Fig. 7: ScRNAseq analysis of the dissected hippocampus from control, MG-Alk5 or Tgfb1 iKO mice show microglia-neuroblasts crosstalk and identifies IGF-1, TNF-α, PTEN/mTOR pathways as mediators for the increased neurogenesis in the iKO mice.

A mouse model used to B micro-dissect the hippocampus and process for single cell 10x Genomic Flex sequencing. C UMAP clustering of cells with annotation for immature neurons and microglia. D Feature plot of Aif1 (coding IBA1 protein) marker to denote microglia cluster. E Feature plot of Dcx to denote DCX+ immature neuroblasts/neuron cluster. F–I Feature plots of Tmem119, P2ry12, Aldh1l1 and Gfap to denote enrichment of microglial signature genes but not astrocytic signature genes in the microglia cluster. J DEGs in MG-Alk5 iKO derived microglia compared to control microglia presented as a volcano plot. K DEGs in MG-Alk5 iKO derived neuroblasts compared to control neuroblasts presented as a volcano plot. L LIANA was used to identify cell-cell interactions and show strong interaction between microglia-endothelial cells and microglia-neuroblasts with identified potential ligand-receptor pairs.
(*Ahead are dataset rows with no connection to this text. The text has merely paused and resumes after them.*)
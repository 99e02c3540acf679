pub mod backend;
pub mod error;
mod models;
mod title;

pub use crate::backend::{DocumentStore, IdentityProvider, RecordPageStream};
pub use crate::models::{ConcurrencyToken, Document, Edit, Identity, ImageRecord, TRUSTED_GROUP, UploadRange};
pub use crate::title::{FILE_NAMESPACE, file_title};
use std::sync::Arc;

pub type StoreHandle = Arc<dyn DocumentStore + Send + Sync>;
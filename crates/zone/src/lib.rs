//! Time zones for Exif capture timestamps.
//!
//! Cameras record `DateTimeOriginal` as wall-clock time without any zone.
//! Given the zone the camera clock was set to and the zone where the photo
//! was taken, [`ZonePair::convert`] yields the local time at the destination,
//! and [`render`] writes it as a template call with an explicit UTC offset.

mod convert;
pub mod error;
mod zone;

pub use crate::convert::{CAPTURE_FORMAT, Conversion, format_iso, parse_capture, render};
pub use crate::zone::{ZonePair, ZoneSpec};
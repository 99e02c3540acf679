//! Blanking of opaque regions (comments, `<nowiki>`, `<pre>`, `<math>`).

use std::ops::Range;

use regex::Regex;
use tracing::instrument;

use crate::consts;

/// The kinds of region whose contents must never be scanned for fields.
#[derive(Debug, Clone, Copy, PartialEq, Eq)]
pub enum OpaqueKind {
    Comment,
    NoWiki,
    Pre,
    Math,
}
impl OpaqueKind {
    /// Same order as the capture groups of the start-tag pattern.
    pub const ALL: [OpaqueKind; 4] = [Self::Comment, Self::NoWiki, Self::Pre, Self::Math];

    fn end_regex(self) -> &'static Regex {
        match self {
            Self::Comment => &consts::COMMENT_END_REGEX,
            Self::NoWiki => &consts::NOWIKI_END_REGEX,
            Self::Pre => &consts::PRE_END_REGEX,
            Self::Math => &consts::MATH_END_REGEX,
        }
    }
}

/// A located opaque region, delimiters included.
#[derive(Debug, Clone, PartialEq, Eq)]
pub struct OpaqueRegion {
    pub kind: OpaqueKind,
    pub span: Range<usize>,
    /// `false` when no end tag was found and the region runs to end-of-text.
    pub terminated: bool,
}

/// Finds opaque regions left to right.
///
/// Regions do not nest: inside a region only the end tag of the *same* kind
/// is looked for, and the first one wins. An unterminated region swallows
/// the rest of the text and stops the search.
pub fn opaque_regions(text: &str) -> Vec<OpaqueRegion> {
    let mut regions = Vec::new();
    let mut cursor = 0;
    while let Some(captures) = consts::OPAQUE_START_REGEX.captures_at(text, cursor) {
        let Some((kind, start)) = OpaqueKind::ALL
            .iter()
            .enumerate()
            .find_map(|(i, kind)| captures.get(i + 1).map(|m| (*kind, m)))
        else {
            break;
        };
        match kind.end_regex().find_at(text, start.end()) {
            Some(end) => {
                regions.push(OpaqueRegion {
                    kind,
                    span: start.start()..end.end(),
                    terminated: true,
                });
                cursor = end.end();
            },
            None => {
                regions.push(OpaqueRegion {
                    kind,
                    span: start.start()..text.len(),
                    terminated: false,
                });
                break;
            },
        }
    }
    regions
}

/// Returns a copy of `text` with every opaque region (delimiters included)
/// replaced by spaces.
///
/// The output has exactly the same byte length as the input, so any offset
/// found in the masked text is valid against the original. Text outside the
/// masked regions, including its casing, is left untouched.
///
/// ```
/// use dtz_wikitext::mask;
///
/// let masked = mask("a<!-- |date= -->b");
/// assert_eq!(masked, "a               b");
/// assert_eq!(mask("no regions here"), "no regions here");
/// ```
#[instrument(level = "trace", skip(text), fields(text_len = text.len()))]
pub fn mask(text: &str) -> String {
    let regions = opaque_regions(text);
    if regions.is_empty() {
        return text.to_string();
    }
    let mut masked = String::with_capacity(text.len());
    let mut last = 0;
    for region in &regions {
        masked.push_str(&text[last..region.span.start]);
        // Blank per byte, not per char, to keep offsets stable.
        masked.extend(std::iter::repeat_n(' ', region.span.len()));
        last = region.span.end;
    }
    masked.push_str(&text[last..]);
    masked
}
//! Store Error Types
//!
//! This module provides structured errors using `exn` for automatic location
//! tracking and error tree construction.

use derive_more::{Display, Error};

/// A store error with automatic location tracking.
pub type Error = exn::Exn<ErrorKind>;
/// Result type alias for store operations.
pub type Result<T> = std::result::Result<T, Error>;

/// Actionable error categories.
///
/// These describe what the caller should *do*, not what went wrong internally.
#[derive(Debug, Display, Error, Clone, PartialEq, Eq)]
pub enum ErrorKind {
    /// Page or file does not exist
    #[display("File not found: {_0}")]
    NotFound(#[error(not(source))] String),
    /// Title is empty or contains characters that are never valid in file names
    #[display("invalid title: {_0}")]
    InvalidTitle(#[error(not(source))] String),
    /// The caller is not allowed to edit (anonymous, blocked, not autoconfirmed)
    #[display("{_0}")]
    Forbidden(#[error(not(source))] String),
    /// The API answered with an explicit error object
    #[display("API error [{code}]: {info}")]
    Api { code: String, info: String },
    /// Transport-level failure (connection, timeout, non-2xx status)
    #[display("network error: {_0}")]
    Network(#[error(not(source))] String),
    /// A page of query results lacked its results container
    #[display("malformed result page: {_0}")]
    MalformedPage(#[error(not(source))] String),
    /// Any other response that does not have the expected shape
    #[display("invalid response: {_0}")]
    InvalidResponse(#[error(not(source))] String),
    /// Backend-specific error
    #[display("backend error: {_0}")]
    BackendError(#[error(not(source))] String),
}

/// API error codes that describe a transient condition.
const TRANSIENT_API_CODES: [&str; 5] = ["badtoken", "editconflict", "maxlag", "ratelimited", "readonly"];

impl ErrorKind {
    /// Returns `true` if retrying might succeed.
    pub fn is_retryable(&self) -> bool {
        match self {
            Self::Network(_) | Self::BackendError(_) => true,
            Self::Api { code, .. } => TRANSIENT_API_CODES.contains(&code.as_str()),
            _ => false,
        }
    }

    /// Returns `true` if the scan that produced this error may carry on with
    /// the next page.
    pub fn is_page_local(&self) -> bool {
        matches!(self, Self::MalformedPage(_))
    }
}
M, N EnrichR pathway analysis of DEGs from neuroblasts in MG-Alk5 or Tgfb1 iKO mice with tables denoting top altered disease/cellular processes and molecular pathways. (DEGs) p values were calculated using the Wald test with adjustments for multiple comparisons corrected using the Benjamini-Hochberg method, and (GO Process) p values were calculated using Fisher’s Exact test with adjustments for multiple comparisons were made using Benjamini-Hochberg method. Panel A and B was created in BioRender. Luo, A. (2026) https://BioRender.com/10eqn6o. Source data are provided as a source data file.